El caso del Grupo Roma es, en definitiva, un espejo de lo que ocurre cuando el Estado habilita sin controlar, cuando los organismos de contralor actúan tarde y cuando la clase media apuesta sus ahorros en proyectos que prometen más de lo que pueden cumplir. La pregunta de fondo sigue sin respuesta: ¿quién paga los platos rotos?
Preguntas frecuentes
¿Qué pasa con los inversores que compraron lotes en Damfield?
Los inversores están atrapados: la provincia clausuró los loteos y la empresa debe recomponer el terreno. Algunos creen que el Estado provincial podría tener que indemnizarlos si se prueba que el permiso original fue otorgado de manera irregular.
¿El Grupo Roma es un esquema Ponzi?
Es una hipótesis que circula entre inversores y analistas: el modelo dependía de que nuevos compradores siguieran ingresando para sostener los desarrollos anteriores.

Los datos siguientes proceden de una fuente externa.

// pocketcalc platform paths
// Resolves where the preference database lives on each operating system.

use std::env;
use std::path::PathBuf;

const APP_DIR: &str = "pocketcalc";

/// Returns the platform-specific data directory for pocketcalc.
///
/// - **Linux**: `$XDG_DATA_HOME/pocketcalc` or `~/.local/share/pocketcalc`
/// - **macOS**: `~/Library/Application Support/pocketcalc`
/// - **Windows**: `%APPDATA%/pocketcalc`
/// - elsewhere: `./pocketcalc`
pub fn get_data_dir() -> PathBuf {
    #[cfg(target_os = "linux")]
    {
        if let Ok(xdg) = env::var("XDG_DATA_HOME") {
            return PathBuf::from(xdg).join(APP_DIR);
        }
        home_dir().join(".local").join("share").join(APP_DIR)
    }
    #[cfg(target_os = "macos")]
    {
        home_dir()
            .join("Library")
            .join("Application Support")
            .join(APP_DIR)
    }
    #[cfg(target_os = "windows")]
    {
        let appdata = env::var("APPDATA")
            .unwrap_or_else(|_| String::from("C:\\Users\\Default\\AppData\\Roaming"));
        PathBuf::from(appdata).join(APP_DIR)
    }
    #[cfg(not(any(target_os = "linux", target_os = "macos", target_os = "windows")))]
    {
        PathBuf::from(".").join(APP_DIR)
    }
}

#[cfg(any(target_os = "linux", target_os = "macos"))]
fn home_dir() -> PathBuf {
    PathBuf::from(env::var("HOME").unwrap_or_else(|_| String::from("/tmp")))
}
use eframe::egui;
use shared::domain::Sender;

// Tailwind-ish light palette.
pub const BLUE_500: egui::Color32 = egui::Color32::from_rgb(59, 130, 246);
pub const BLUE_100: egui::Color32 = egui::Color32::from_rgb(219, 234, 254);
pub const BLUE_900: egui::Color32 = egui::Color32::from_rgb(30, 58, 138);
pub const GREEN_100: egui::Color32 = egui::Color32::from_rgb(220, 252, 231);
pub const GREEN_900: egui::Color32 = egui::Color32::from_rgb(20, 83, 45);
pub const GRAY_100: egui::Color32 = egui::Color32::from_rgb(243, 244, 246);
pub const GRAY_900: egui::Color32 = egui::Color32::from_rgb(17, 24, 39);
pub const BORDER: egui::Color32 = egui::Color32::from_rgb(229, 231, 235);

#[derive(Debug, Clone, Copy, PartialEq, Eq)]
pub struct BubbleStyle {
    pub fill: egui::Color32,
    pub text: egui::Color32,
    pub align_right: bool,
}

/// User turns sit on the right in blue; system notices are green and bot
/// answers gray, both on the left.
pub fn bubble_style(sender: Sender) -> BubbleStyle {
    match sender {
        Sender::User => BubbleStyle {
            fill: BLUE_100,
            text: BLUE_900,
            align_right: true,
        },
        Sender::System => BubbleStyle {
            fill: GREEN_100,
            text: GREEN_900,
            align_right: false,
        },
        Sender::Bot => BubbleStyle {
            fill: GRAY_100,
            text: GRAY_900,
            align_right: false,
        },
    }
}

pub fn visuals() -> egui::Visuals {
    let mut visuals = egui::Visuals::light();
    visuals.selection.bg_fill = BLUE_500;
    visuals.widgets.noninteractive.bg_stroke = egui::Stroke::new(1.0, BORDER);
    visuals
}

#[cfg(test)]
mod tests {
    use super::*;

    #[test]
    fn each_sender_has_distinct_fill() {
        let fills = [Sender::User, Sender::Bot, Sender::System].map(|s| bubble_style(s).fill);
        assert_ne!(fills[0], fills[1]);
        assert_ne!(fills[1], fills[2]);
        assert_ne!(fills[0], fills[2]);
    }

    #[test]
    fn only_user_messages_align_right() {
        assert!(bubble_style(Sender::User).align_right);
        assert!(!bubble_style(Sender::Bot).align_right);
        assert!(!bubble_style(Sender::System).align_right);
    }
}
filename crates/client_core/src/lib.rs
use async_trait::async_trait;
use reqwest::{
    multipart::{Form, Part},
    Client, Response,
};
use serde::de::DeserializeOwned;
use shared::protocol::{
    DocumentRecord, SearchQuery, SearchResult, UploadReceipt, UPLOAD_FIELD_NAME,
};
use tracing::{debug, info};

pub mod config;
pub mod error;

pub use config::ClientSettings;
pub use error::ClientError;

const PDF_MIME_TYPE: &str = "application/pdf";

const LIST_ENDPOINT: &str = "/pdfs";
const UPLOAD_ENDPOINT: &str = "/upload";
const SEARCH_ENDPOINT: &str = "/search";

/// A single PDF picked by the user, read fully into memory.
#[derive(Debug, Clone)]
pub struct PdfUpload {
    pub filename: String,
    pub mime_type: Option<String>,
    pub bytes: Vec<u8>,
}

/// The three remote operations of the document backend. Ranking, extraction
/// and storage all live behind this seam.
#[async_trait]
pub trait DocumentService: Send + Sync {
    async fn list_documents(&self) -> Result<Vec<DocumentRecord>, ClientError>;
    async fn upload_pdf(&self, upload: PdfUpload) -> Result<UploadReceipt, ClientError>;
    /// Results come back in backend relevance order; callers must not re-sort.
    async fn search(&self, query: &str) -> Result<Vec<SearchResult>, ClientError>;
}

pub struct PdfServiceClient {
    http: Client,
    server_url: String,
}

impl PdfServiceClient {
    pub fn new(server_url: impl Into<String>) -> Self {
        Self::with_http_client(Client::new(), server_url)
    }

    pub fn with_http_client(http: Client, server_url: impl Into<String>) -> Self {
        let server_url = server_url.into();
        Self {
            http,
            server_url: server_url.trim_end_matches('/').to_string(),
        }
    }

    pub fn server_url(&self) -> &str {
        &self.server_url
    }

    fn endpoint_url(&self, endpoint: &str) -> String {
        format!("{}{endpoint}", self.server_url)
    }
}

fn ensure_success(endpoint: &'static str, response: Response) -> Result<Response, ClientError> {
    let status = response.status();
    if status.is_success() {
        Ok(response)
    } else {
        Err(ClientError::Status { endpoint, status })
    }
}

async fn decode_json<T: DeserializeOwned>(
    endpoint: &'static str,
    response: Response,
) -> Result<T, ClientError> {
    response
        .json()
        .await
        .map_err(|source| ClientError::Decode { endpoint, source })
}

#[async_trait]
impl DocumentService for PdfServiceClient {
    async fn list_documents(&self) -> Result<Vec<DocumentRecord>, ClientError> {
        let response = self
            .http
            .get(self.endpoint_url(LIST_ENDPOINT))
            .send()
            .await?;
        let documents: Vec<DocumentRecord> =
            decode_json(LIST_ENDPOINT, ensure_success(LIST_ENDPOINT, response)?).await?;
        debug!(count = documents.len(), "fetched document listing");
        Ok(documents)
    }

    async fn upload_pdf(&self, upload: PdfUpload) -> Result<UploadReceipt, ClientError> {
        let PdfUpload {
            filename,
            mime_type,
            bytes,
        } = upload;
        let size_bytes = bytes.len();
        let part = Part::bytes(bytes)
            .file_name(filename.clone())
            .mime_str(mime_type.as_deref().unwrap_or(PDF_MIME_TYPE))?;
        let form = Form::new().part(UPLOAD_FIELD_NAME, part);

        let response = self
            .http
            .post(self.endpoint_url(UPLOAD_ENDPOINT))
            .multipart(form)
            .send()
            .await?;
        let receipt: UploadReceipt =
            decode_json(UPLOAD_ENDPOINT, ensure_success(UPLOAD_ENDPOINT, response)?).await?;
        info!(%filename, size_bytes, receipt = %receipt.0, "pdf upload accepted");
        Ok(receipt)
    }

    async fn search(&self, query: &str) -> Result<Vec<SearchResult>, ClientError> {
        let response = self
            .http
            .get(self.endpoint_url(SEARCH_ENDPOINT))
            .query(&SearchQuery {
                q: query.to_string(),
            })
            .send()
            .await?;
        let results: Vec<SearchResult> =
            decode_json(SEARCH_ENDPOINT, ensure_success(SEARCH_ENDPOINT, response)?).await?;
        debug!(count = results.len(), "search returned results");
        Ok(results)
    }
}

#[cfg(test)]
#[path = "tests/lib_tests.rs"]
mod tests;
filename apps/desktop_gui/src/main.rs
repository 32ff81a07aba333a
use std::path::PathBuf;

mod backend_bridge;
mod controller;
mod ui;

use anyhow::{anyhow, Context};
use clap::Parser;
use client_core::config::{self, ClientSettings};
use crossbeam_channel::bounded;
use eframe::egui;

use crate::backend_bridge::commands::BackendCommand;
use crate::controller::events::UiEvent;
use crate::ui::{
    layout::{DEFAULT_WINDOW_SIZE, MIN_WINDOW_SIZE, WINDOW_TITLE},
    DesktopGuiApp,
};

#[derive(Parser, Debug)]
#[command(about = "Ask questions about your uploaded PDF documents")]
struct Args {
    /// Base URL of the document backend serving /pdfs, /upload and /search.
    #[arg(long)]
    server_url: Option<String>,
    /// tracing-subscriber filter directive, e.g. `info` or `desktop_gui=debug`.
    #[arg(long)]
    log_filter: Option<String>,
    /// Settings file to read instead of ./civil_pdf_assistant.toml.
    #[arg(long)]
    config: Option<PathBuf>,
}

fn resolve_settings(args: Args) -> anyhow::Result<ClientSettings> {
    let mut settings = match &args.config {
        Some(path) => config::load_settings_from(path, |name| std::env::var(name).ok()),
        None => config::load_settings(),
    }
    .context("failed to load settings")?;
    settings.apply_overrides(args.server_url, args.log_filter)?;
    Ok(settings)
}

fn main() -> anyhow::Result<()> {
    let settings = resolve_settings(Args::parse())?;
    tracing_subscriber::fmt()
        .with_env_filter(settings.log_filter.as_str())
        .init();
    tracing::info!(server_url = %settings.server_url, "starting desktop gui");

    let (cmd_tx, cmd_rx) = bounded::<BackendCommand>(64);
    let (ui_tx, ui_rx) = bounded::<UiEvent>(256);
    backend_bridge::runtime::launch(cmd_rx, ui_tx, settings.server_url);

    let options = eframe::NativeOptions {
        viewport: egui::ViewportBuilder::default()
            .with_title(WINDOW_TITLE)
            .with_inner_size(DEFAULT_WINDOW_SIZE)
            .with_min_inner_size(MIN_WINDOW_SIZE),
        ..Default::default()
    };
    eframe::run_native(
        WINDOW_TITLE,
        options,
        Box::new(|cc| Ok(Box::new(DesktopGuiApp::new(cmd_tx, ui_rx, &cc.egui_ctx)))),
    )
    .map_err(|err| anyhow!("desktop gui exited with error: {err}"))
}

#[cfg(test)]
mod tests {
    use super::*;

    #[test]
    fn cli_flags_override_defaults() {
        let args = Args::try_parse_from([
            "desktop_gui",
            "--server-url",
            "http://docs.local:9000/",
            "--log-filter",
            "debug",
            "--config",
            "/nonexistent/civil_pdf_assistant.toml",
        ])
        .expect("parse args");

        let settings = resolve_settings(args).expect("settings");
        assert_eq!(settings.server_url, "http://docs.local:9000");
        assert_eq!(settings.log_filter, "debug");
    }

    #[test]
    fn invalid_server_url_flag_is_rejected() {
        let args = Args::try_parse_from([
            "desktop_gui",
            "--server-url",
            "ftp://docs.local",
            "--config",
            "/nonexistent/civil_pdf_assistant.toml",
        ])
        .expect("parse args");

        assert!(resolve_settings(args).is_err());
    }
}
//! UI/backend events and error modeling for desktop GUI controller.

use shared::protocol::{DocumentRecord, SearchResult};

#[derive(Debug, Clone)]
pub enum UiEvent {
    Info(String),
    DocumentsLoaded(Vec<DocumentRecord>),
    UploadSucceeded { filename: String },
    SearchAnswered(Vec<SearchResult>),
    Error(UiError),
}

#[derive(Debug, Clone, Copy, PartialEq, Eq)]
pub enum UiErrorContext {
    BackendStartup,
    DocumentSync,
    Upload,
    Search,
}

impl UiErrorContext {
    pub fn label(self) -> &'static str {
        match self {
            UiErrorContext::BackendStartup => "backend startup",
            UiErrorContext::DocumentSync => "document list sync",
            UiErrorContext::Upload => "pdf upload",
            UiErrorContext::Search => "search",
        }
    }
}

/// A failed remote operation. Transport failures and non-success statuses
/// share this one shape; `message` is diagnostic only.
#[derive(Debug, Clone)]
pub struct UiError {
    context: UiErrorContext,
    message: String,
}

impl UiError {
    pub fn from_message(context: UiErrorContext, message: impl Into<String>) -> Self {
        Self {
            context,
            message: message.into(),
        }
    }

    pub fn context(&self) -> UiErrorContext {
        self.context
    }

    pub fn message(&self) -> &str {
        &self.message
    }
}
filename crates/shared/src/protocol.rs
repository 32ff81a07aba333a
use serde::{Deserialize, Serialize};

use crate::domain::DocumentId;

/// Entry of the `GET /pdfs` listing. `id` is canonical; `_id` is accepted
/// from document-store backends that expose their primary key verbatim, and
/// `id` wins when both are present.
#[derive(Debug, Clone, PartialEq, Eq, Serialize, Deserialize)]
#[serde(try_from = "RawDocumentRecord")]
pub struct DocumentRecord {
    pub id: DocumentId,
    pub filename: String,
}

#[derive(Deserialize)]
struct RawDocumentRecord {
    id: Option<DocumentId>,
    #[serde(rename = "_id")]
    legacy_id: Option<DocumentId>,
    filename: String,
}

impl TryFrom<RawDocumentRecord> for DocumentRecord {
    type Error = String;

    fn try_from(raw: RawDocumentRecord) -> Result<Self, Self::Error> {
        let id = raw
            .id
            .or(raw.legacy_id)
            .ok_or_else(|| format!("document '{}' has neither `id` nor `_id`", raw.filename))?;
        Ok(Self {
            id,
            filename: raw.filename,
        })
    }
}

/// Entry of the `GET /search` response, ordered best match first.
#[derive(Debug, Clone, PartialEq, Eq, Serialize, Deserialize)]
pub struct SearchResult {
    pub filename: String,
    pub content: String,
}

/// Body of a successful `POST /upload`. The shape is backend-defined and
/// only ever logged.
#[derive(Debug, Clone, PartialEq, Serialize, Deserialize)]
#[serde(transparent)]
pub struct UploadReceipt(pub serde_json::Value);

#[derive(Debug, Clone, Serialize, Deserialize)]
pub struct SearchQuery {
    pub q: String,
}

pub const UPLOAD_FIELD_NAME: &str = "pdf";
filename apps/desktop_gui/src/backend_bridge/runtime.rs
//! Runtime bridge between UI command queue and backend event intake.
//!
//! One worker thread owns a tokio runtime and the HTTP client. Commands are
//! handled strictly in arrival order, each awaited to completion before its
//! result event is sent back, so at most one remote call is in flight.

use std::{path::Path, thread};

use client_core::{ClientError, DocumentService, PdfServiceClient, PdfUpload};
use crossbeam_channel::{Receiver, Sender};

use crate::backend_bridge::commands::BackendCommand;
use crate::controller::events::{UiError, UiErrorContext, UiEvent};

const FALLBACK_UPLOAD_NAME: &str = "document.pdf";

pub fn launch(cmd_rx: Receiver<BackendCommand>, ui_tx: Sender<UiEvent>, server_url: String) {
    thread::spawn(move || {
        let _ = ui_tx.try_send(UiEvent::Info("Backend worker starting...".to_string()));
        let runtime = match tokio::runtime::Builder::new_multi_thread()
            .worker_threads(1)
            .enable_all()
            .build()
        {
            Ok(runtime) => runtime,
            Err(err) => {
                let _ = ui_tx.try_send(UiEvent::Error(UiError::from_message(
                    UiErrorContext::BackendStartup,
                    format!("backend worker startup failure: failed to build runtime: {err}"),
                )));
                tracing::error!("failed to build backend runtime: {err}");
                return;
            }
        };

        let client = PdfServiceClient::new(server_url);
        let _ = ui_tx.try_send(UiEvent::Info(format!(
            "Connected to {}",
            client.server_url()
        )));

        runtime.block_on(async move {
            while let Ok(cmd) = cmd_rx.recv() {
                let event = handle_command(&client, cmd).await;
                if ui_tx.send(event).is_err() {
                    tracing::debug!("ui event receiver dropped; stopping backend worker");
                    break;
                }
            }
        });
    });
}

/// Runs one command against `service` and converts the outcome into the event
/// the controller consumes. Never fails: errors become `UiEvent::Error`.
pub async fn handle_command(service: &dyn DocumentService, cmd: BackendCommand) -> UiEvent {
    let cmd_name = cmd.name();
    let context = cmd.error_context();

    let result = match cmd {
        BackendCommand::ListDocuments => service
            .list_documents()
            .await
            .map(UiEvent::DocumentsLoaded),
        BackendCommand::UploadPdf { path } => upload_from_path(service, &path).await,
        BackendCommand::Search { query } => {
            service.search(&query).await.map(UiEvent::SearchAnswered)
        }
    };

    match result {
        Ok(event) => {
            tracing::info!(command = cmd_name, "backend command completed");
            event
        }
        Err(err) => {
            tracing::warn!(
                command = cmd_name,
                status = ?err.status(),
                "backend command failed"
            );
            UiEvent::Error(UiError::from_message(context, err.to_string()))
        }
    }
}

async fn upload_from_path(
    service: &dyn DocumentService,
    path: &Path,
) -> Result<UiEvent, ClientError> {
    let bytes = tokio::fs::read(path)
        .await
        .map_err(|source| ClientError::ReadFile {
            path: path.to_path_buf(),
            source,
        })?;
    let filename = path
        .file_name()
        .and_then(|name| name.to_str())
        .unwrap_or(FALLBACK_UPLOAD_NAME)
        .to_string();
    let mime_type = mime_guess::from_path(path)
        .first_raw()
        .map(str::to_string);

    service
        .upload_pdf(PdfUpload {
            filename: filename.clone(),
            mime_type,
            bytes,
        })
        .await?;
    Ok(UiEvent::UploadSucceeded { filename })
}

#[cfg(test)]
mod tests {
    use super::*;
    use std::{
        env, fs,
        path::PathBuf,
        sync::Mutex,
        time::{SystemTime, UNIX_EPOCH},
    };

    use async_trait::async_trait;
    use reqwest::StatusCode;
    use shared::{
        domain::{DocumentId, Sender},
        protocol::{DocumentRecord, SearchResult, UploadReceipt},
    };

    use crate::controller::reducer::{ControllerState, UPLOAD_FAILURE};

    #[derive(Default)]
    struct Calls {
        list: usize,
        uploads: Vec<PdfUpload>,
        searches: Vec<String>,
    }

    struct FakeService {
        fail_with: Option<StatusCode>,
        results: Vec<SearchResult>,
        calls: Mutex<Calls>,
    }

    impl FakeService {
        fn healthy(results: Vec<SearchResult>) -> Self {
            Self {
                fail_with: None,
                results,
                calls: Mutex::new(Calls::default()),
            }
        }

        fn failing(status: StatusCode) -> Self {
            Self {
                fail_with: Some(status),
                ..Self::healthy(Vec::new())
            }
        }

        fn check(&self, endpoint: &'static str) -> Result<(), ClientError> {
            match self.fail_with {
                Some(status) => Err(ClientError::Status { endpoint, status }),
                None => Ok(()),
            }
        }

        fn list_calls(&self) -> usize {
            self.calls.lock().expect("calls").list
        }
    }

    #[async_trait]
    impl DocumentService for FakeService {
        async fn list_documents(&self) -> Result<Vec<DocumentRecord>, ClientError> {
            self.calls.lock().expect("calls").list += 1;
            self.check("/pdfs")?;
            Ok(vec![DocumentRecord {
                id: DocumentId("1".to_string()),
                filename: "zapatas.pdf".to_string(),
            }])
        }

        async fn upload_pdf(&self, upload: PdfUpload) -> Result<UploadReceipt, ClientError> {
            self.calls.lock().expect("calls").uploads.push(upload);
            self.check("/upload")?;
            Ok(UploadReceipt(serde_json::json!({ "message": "ok" })))
        }

        async fn search(&self, query: &str) -> Result<Vec<SearchResult>, ClientError> {
            self.calls
                .lock()
                .expect("calls")
                .searches
                .push(query.to_string());
            self.check("/search")?;
            Ok(self.results.clone())
        }
    }

    /// Feeds `cmd` and every follow-up through the service and the reducer
    /// until the controller asks for nothing more.
    async fn drive(state: &mut ControllerState, service: &FakeService, cmd: BackendCommand) {
        let mut next = Some(cmd);
        while let Some(cmd) = next.take() {
            let event = handle_command(service, cmd).await;
            next = state.apply(event);
        }
    }

    fn temp_pdf(name: &str) -> PathBuf {
        let suffix = SystemTime::now()
            .duration_since(UNIX_EPOCH)
            .expect("clock")
            .as_nanos();
        let dir = env::temp_dir().join(format!("civil_pdf_assistant_upload_{suffix}"));
        fs::create_dir_all(&dir).expect("temp dir");
        let path = dir.join(name);
        fs::write(&path, b"%PDF-1.4 test").expect("write pdf");
        path
    }

    #[tokio::test]
    async fn successful_upload_resyncs_document_list_once() {
        let service = FakeService::healthy(Vec::new());
        let mut state = ControllerState::default();
        let path = temp_pdf("columnas.pdf");

        let cmd = state.begin_upload(path.clone());
        drive(&mut state, &service, cmd).await;

        assert_eq!(service.list_calls(), 1);
        assert_eq!(state.documents().len(), 1);
        assert!(!state.is_pending());
        {
            let calls = service.calls.lock().expect("calls");
            assert_eq!(calls.uploads.len(), 1);
            assert_eq!(calls.uploads[0].filename, "columnas.pdf");
            assert_eq!(calls.uploads[0].mime_type.as_deref(), Some("application/pdf"));
            assert_eq!(calls.uploads[0].bytes, b"%PDF-1.4 test");
        }
        let last = state.messages().last().expect("system message");
        assert_eq!(last.sender, Sender::System);
        assert!(last.text.contains("columnas.pdf"));

        fs::remove_dir_all(path.parent().expect("parent")).expect("cleanup");
    }

    #[tokio::test]
    async fn rejected_upload_never_resyncs() {
        let service = FakeService::failing(StatusCode::INTERNAL_SERVER_ERROR);
        let mut state = ControllerState::default();
        let path = temp_pdf("rechazado.pdf");

        let cmd = state.begin_upload(path.clone());
        drive(&mut state, &service, cmd).await;

        assert_eq!(service.list_calls(), 0);
        assert!(!state.is_pending());
        assert_eq!(state.messages().last().map(|m| m.text.as_str()), Some(UPLOAD_FAILURE));

        fs::remove_dir_all(path.parent().expect("parent")).expect("cleanup");
    }

    #[tokio::test]
    async fn unreadable_file_fails_upload_without_calling_backend() {
        let service = FakeService::healthy(Vec::new());
        let mut state = ControllerState::default();

        let cmd = state.begin_upload(env::temp_dir().join("civil_pdf_assistant_missing.pdf"));
        drive(&mut state, &service, cmd).await;

        assert!(service.calls.lock().expect("calls").uploads.is_empty());
        assert_eq!(service.list_calls(), 0);
        assert_eq!(state.messages().last().map(|m| m.text.as_str()), Some(UPLOAD_FAILURE));
    }

    #[tokio::test]
    async fn question_round_trip_appends_user_then_bot() {
        let service = FakeService::healthy(vec![SearchResult {
            filename: "f.pdf".to_string(),
            content: "X".repeat(300),
        }]);
        let mut state = ControllerState::default();
        state.input = " resistencia del hormigón ".to_string();

        let cmd = state.submit_input().expect("search command");
        drive(&mut state, &service, cmd).await;

        assert_eq!(
            service.calls.lock().expect("calls").searches,
            ["resistencia del hormigón".to_string()]
        );
        assert_eq!(state.messages().len(), 2);
        assert_eq!(state.messages()[0].sender, Sender::User);
        assert_eq!(state.messages()[1].sender, Sender::Bot);
        assert!(state.messages()[1].text.contains("f.pdf"));
        assert!(!state.is_pending());
    }

    #[tokio::test]
    async fn failed_listing_is_reported_as_document_sync_error() {
        let service = FakeService::failing(StatusCode::BAD_GATEWAY);

        let event = handle_command(&service, BackendCommand::ListDocuments).await;

        match event {
            UiEvent::Error(err) => {
                assert_eq!(err.context(), UiErrorContext::DocumentSync);
                assert!(err.message().contains("502"));
            }
            other => panic!("expected error event, got {other:?}"),
        }
    }
}
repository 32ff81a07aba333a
//! Panel renderers. Each takes an immutable snapshot of controller state and
//! reports what the user asked for; the app shell turns that into transitions.

use eframe::egui;
use shared::{domain::ChatMessage, protocol::DocumentRecord};

use crate::ui::{
    layout::{BUBBLE_MAX_WIDTH_FRACTION, DOCUMENT_SPACING, MESSAGE_SPACING},
    theme::{self, bubble_style},
    widgets,
};

const COMPOSER_HINT: &str = "Ask a question about civil engineering...";
const SEND_BUTTON_WIDTH: f32 = 96.0;

/// Title bar with the upload affordance. Returns true when upload was clicked.
pub fn show_header(ui: &mut egui::Ui, title: &str, pending: bool) -> bool {
    let mut upload_clicked = false;
    ui.horizontal_centered(|ui| {
        ui.label(
            egui::RichText::new(title)
                .color(egui::Color32::WHITE)
                .size(18.0)
                .strong(),
        );
        ui.with_layout(egui::Layout::right_to_left(egui::Align::Center), |ui| {
            let label = egui::RichText::new("⬆ Upload PDF").color(theme::BLUE_500);
            upload_clicked = widgets::button(ui, label, !pending).clicked();
        });
    });
    upload_clicked
}

pub fn show_transcript(ui: &mut egui::Ui, messages: &[ChatMessage]) {
    let bubble_max_width = ui.available_width() * BUBBLE_MAX_WIDTH_FRACTION;
    widgets::scroll_container(ui, "transcript", true, |ui| {
        for message in messages {
            message_bubble(ui, message, bubble_max_width);
            ui.add_space(MESSAGE_SPACING);
        }
    });
}

fn message_bubble(ui: &mut egui::Ui, message: &ChatMessage, max_width: f32) {
    let style = bubble_style(message.sender);
    let layout = if style.align_right {
        egui::Layout::right_to_left(egui::Align::TOP)
    } else {
        egui::Layout::left_to_right(egui::Align::TOP)
    };

    ui.with_layout(layout, |ui| {
        egui::Frame::new()
            .fill(style.fill)
            .corner_radius(8.0)
            .inner_margin(egui::Margin::symmetric(10, 8))
            .show(ui, |ui| {
                ui.vertical(|ui| {
                    ui.set_max_width(max_width);
                    ui.add(
                        egui::Label::new(egui::RichText::new(&message.text).color(style.text))
                            .wrap(),
                    );
                });
            });
    });
}

/// Processed-document sidebar. The two icons are decorative.
pub fn show_documents(ui: &mut egui::Ui, documents: &[DocumentRecord]) {
    ui.label(egui::RichText::new("Processed PDFs").strong());
    ui.add_space(8.0);
    widgets::scroll_container(ui, "documents", false, |ui| {
        for document in documents {
            egui::Frame::new()
                .fill(theme::GRAY_100)
                .corner_radius(4.0)
                .inner_margin(egui::Margin::same(8))
                .show(ui, |ui| {
                    ui.set_width(ui.available_width());
                    ui.label(egui::RichText::new(&document.filename).strong());
                    ui.horizontal(|ui| {
                        ui.label("📄").on_hover_text("Extracted text");
                        ui.label("🗄").on_hover_text("Extracted entities");
                    });
                });
            ui.add_space(DOCUMENT_SPACING);
        }
    });
}

/// Question input plus send button. Returns true when the user submitted,
/// either by clicking or by pressing Enter in the input.
pub fn show_composer(ui: &mut egui::Ui, input: &mut String, pending: bool) -> bool {
    let mut submitted = false;
    ui.horizontal_centered(|ui| {
        let input_width = (ui.available_width() - SEND_BUTTON_WIDTH).max(0.0);
        let response = widgets::text_input(ui, input, COMPOSER_HINT, input_width);
        if response.lost_focus() && ui.input(|i| i.key_pressed(egui::Key::Enter)) {
            submitted = true;
            response.request_focus();
        }

        let label = if pending { "Sending..." } else { "Send ➤" };
        if widgets::button(ui, label, !pending).clicked() {
            submitted = true;
        }
    });
    submitted
}

pub fn show_status(ui: &mut egui::Ui, status: &str) {
    if !status.is_empty() {
        ui.small(egui::RichText::new(status).weak());
    }
}
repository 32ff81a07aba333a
pub mod domain;
pub mod protocol;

Cuando la provincia clausuró las obras y ese flujo se cortó, el sistema colapsó. Aún no hay una determinación judicial al respecto.
¿Qué puede hacer el Colegio de Corredores Inmobiliarios con los denunciados?
Puede sancionar a los corredores con multas y quita de matrícula si se prueba que vendieron lotes sin informar a sus clientes sobre la situación real de los terrenos. No tiene facultades para indemnizar económicamente a los damnificados.
¿Cuándo es la próxima audiencia por el caso Grupo Roma?
Está proyectada para octubre de 2026. Los damnificados planean concurrir en masa, aunque reconocen tener bajas expectativas sobre los resultados.